Herein, we report a strategic design of dual temperature and pH responsive polymer integrated magnetic nanohybrids comprising of smart block copolymers and mixed ferrite nanoparticles (MFNPs) for efficient anti-cancer drug delivery and magnetic resonance imaging (MRI). Citrate stabilized mixed ferrite nanoparticles (CA-MFNPs) were intelligently modified with the dual responsive polyethyleneimine (PEI) cross-linked Pluronic F127 copolymer via the EDC/NHS method. In order to accomplish cancer targeting and imaging capability, both the folic acid (FA) and rhodamine isothiocyanate (RITC) were tethered to the nanoparticles via intricate chemical approaches. These FA targeted nanohybrids were further entrapped with doxorubicin (DOX) and their release pattern was investigated. These DOX loaded FA targeted nanoparticles (DOX-FA-Poly-MFNPs) demonstrated high drug payload and encapsulation efficiency i.e. 4.6% and 92.0%, respectively. It is shown that at the lower pH/higher temperature i.e. acidic pH (5.0) and at body temperature (37 °C), the DOX-FA-Poly-MFNPs exhibited enhanced release of DOX (drug release value ∼53%) while retaining their stealthy structure under physiological conditions (drug release value ∼12%), exhibiting an apparent thermo/pH controlled drug release pattern. The folic acid receptor (FAR) specific endocytosis to cancer cells (human cervix adenocarcinoma i.e. HeLa) in comparison to normal immortalized keratinocytes (HaCaT) cells were demonstrated via fluorescence microscopy and magnetic resonance imaging (MRI).
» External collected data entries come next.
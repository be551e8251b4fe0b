//! Hands queued runs to workers.
//!
//! A message popped off the queue is only a candidate: the run is claimed
//! under its lock by moving it to PENDING_EXECUTING. Messages whose run is
//! gone, finished or not QUEUED are acknowledged and dropped.

use super::execution_snapshot_system::{ExecutionSnapshotSystem, SnapshotInput};
use super::resources::{expire_job_id, SystemResources};
use crate::error::EngineResult;
use crate::logging::{log_error, log_run_operation};
use crate::models::{DequeuedMessage, EnvironmentInfo, TaskRunExecutionStatus, WorkerIdentity};
use crate::store::StoreTransaction;
use chrono::Utc;
use std::sync::Arc;
use tracing::{instrument, warn};
use uuid::Uuid;

#[derive(Debug)]
pub struct DequeueSystem {
    resources: Arc<SystemResources>,
    snapshots: Arc<ExecutionSnapshotSystem>,
}

impl DequeueSystem {
    pub fn new(resources: Arc<SystemResources>, snapshots: Arc<ExecutionSnapshotSystem>) -> Self {
        Self {
            resources,
            snapshots,
        }
    }

    #[instrument(skip(self))]
    pub async fn dequeue_from_master_queue(
        &self,
        consumer_id: &str,
        master_queue: &str,
        max_runs: usize,
    ) -> EngineResult<Vec<DequeuedMessage>> {
        let messages = self
            .resources
            .run_queue
            .dequeue_message_in_shared_queue(consumer_id, master_queue, max_runs)
            .await?;

        let mut dequeued = Vec::with_capacity(messages.len());
        for queued in messages {
            let run_id = queued.message.run_id;
            let organization_id = queued.message.organization_id;
            match self.claim_run(run_id, consumer_id).await {
                Ok(Some(message)) => dequeued.push(message),
                Ok(None) => {
                    self.resources
                        .run_queue
                        .acknowledge_message(organization_id, run_id)
                        .await?;
                }
                Err(e) => {
                    log_error(
                        "DequeueSystem",
                        "dequeue_from_master_queue",
                        &e.to_string(),
                        Some(&format!("run {run_id}")),
                    );
                    if let Err(nack_error) = self
                        .resources
                        .run_queue
                        .nack_message(organization_id, run_id, None)
                        .await
                    {
                        warn!(run_id = %run_id, error = %nack_error, "Failed to nack run after dequeue error");
                    }
                }
            }
        }
        Ok(dequeued)
    }

    /// `None` when the message no longer describes a dequeueable run.
    async fn claim_run(&self, run_id: Uuid, consumer_id: &str) -> EngineResult<Option<DequeuedMessage>> {
        self.resources
            .lock_run("dequeueRun", run_id, move || async move {
                let Some(mut run) = self.resources.store.find_run(run_id).await? else {
                    warn!(run_id = %run_id, "Dequeued a run that does not exist");
                    return Ok(None);
                };
                let Some(latest) = self.resources.store.find_latest_snapshot(run_id).await? else {
                    warn!(run_id = %run_id, "Dequeued a run without snapshots");
                    return Ok(None);
                };
                if run.is_final() || !latest.execution_status.is_dequeueable() {
                    warn!(
                        run_id = %run_id,
                        status = %run.status,
                        execution_status = %latest.execution_status,
                        "Dequeued a run that is not queued, dropping the message"
                    );
                    return Ok(None);
                }

                let worker = WorkerIdentity {
                    worker_id: Some(consumer_id.to_string()),
                    runner_id: None,
                };
                let mut tx = StoreTransaction::new();
                let snapshot = self.snapshots.create_execution_snapshot(
                    &mut tx,
                    &mut run,
                    SnapshotInput::new(
                        TaskRunExecutionStatus::PendingExecuting,
                        "Run was dequeued for execution",
                    )
                    .with_worker(&worker),
                );
                tx.ack_job(expire_job_id(&run_id));
                self.resources.commit(tx).await?;

                log_run_operation(
                    "dequeueRun",
                    run_id,
                    Some(snapshot.id),
                    snapshot.execution_status.as_str(),
                    Some(consumer_id),
                );
                Ok(Some(DequeuedMessage {
                    environment: EnvironmentInfo::from_run(&run),
                    machine: self
                        .resources
                        .config
                        .machines
                        .resolve(run.machine_preset.as_deref()),
                    consumer_id: consumer_id.to_string(),
                    dequeued_at: Utc::now(),
                    run,
                    snapshot,
                }))
            })
            .await
    }
}
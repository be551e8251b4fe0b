use super::transaction::StoreWrite;
use crate::error::EngineResult;
use crate::models::{
    BatchTaskRun, BatchTaskRunItem, BlockingWaitpoint, ExecutionSnapshot, TaskRun, Waitpoint,
};
use async_trait::async_trait;
use uuid::Uuid;

/// Transactional persistence for runs, snapshots, waitpoints and batches.
///
/// Reads are point-in-time. Writes go through [`EngineStore::commit`], which
/// applies every write or none of them.
#[async_trait]
pub trait EngineStore: Send + Sync + std::fmt::Debug {
    async fn find_run(&self, run_id: Uuid) -> EngineResult<Option<TaskRun>>;

    async fn find_latest_snapshot(&self, run_id: Uuid) -> EngineResult<Option<ExecutionSnapshot>>;

    /// Every snapshot of a run, oldest first.
    async fn list_snapshots(&self, run_id: Uuid) -> EngineResult<Vec<ExecutionSnapshot>>;

    async fn find_waitpoint(&self, waitpoint_id: Uuid) -> EngineResult<Option<Waitpoint>>;

    async fn find_waitpoints(&self, waitpoint_ids: &[Uuid]) -> EngineResult<Vec<Waitpoint>>;

    async fn find_waitpoint_by_idempotency_key(
        &self,
        environment_id: Uuid,
        idempotency_key: &str,
    ) -> EngineResult<Option<Waitpoint>>;

    /// Blocking relations of a run joined with their waitpoints.
    async fn find_blocking_waitpoints(&self, run_id: Uuid) -> EngineResult<Vec<BlockingWaitpoint>>;

    /// Runs currently blocked by a waitpoint.
    async fn find_runs_blocked_by(&self, waitpoint_id: Uuid) -> EngineResult<Vec<Uuid>>;

    async fn find_child_runs(&self, parent_run_id: Uuid) -> EngineResult<Vec<TaskRun>>;

    async fn find_batch(&self, batch_id: Uuid) -> EngineResult<Option<BatchTaskRun>>;

    /// Recorded items of a batch ordered by index.
    async fn list_batch_items(&self, batch_id: Uuid) -> EngineResult<Vec<BatchTaskRunItem>>;

    /// A still-delayed run carrying the debounce key, if any.
    async fn find_debounced_run(
        &self,
        environment_id: Uuid,
        task_identifier: &str,
        debounce_key: &str,
    ) -> EngineResult<Option<TaskRun>>;

    async fn commit(&self, writes: Vec<StoreWrite>) -> EngineResult<()>;
}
Furthermore, these DOX-FA-Poly-MFNPs displayed effective therapeutic activity evaluated by a cytotoxicity assay and cell cycle analysis in HeLa cells. Therefore, these dual responsive mixed ferrite nanoparticles may serve as promising theranostic agents for in vivo cancer therapy. Stimuli triggered release of DOX from dual responsive theranostic nanocarriers mimicking lysosomal conditions i.e. physiological temperature (37 °C) and acidic pH (5.5).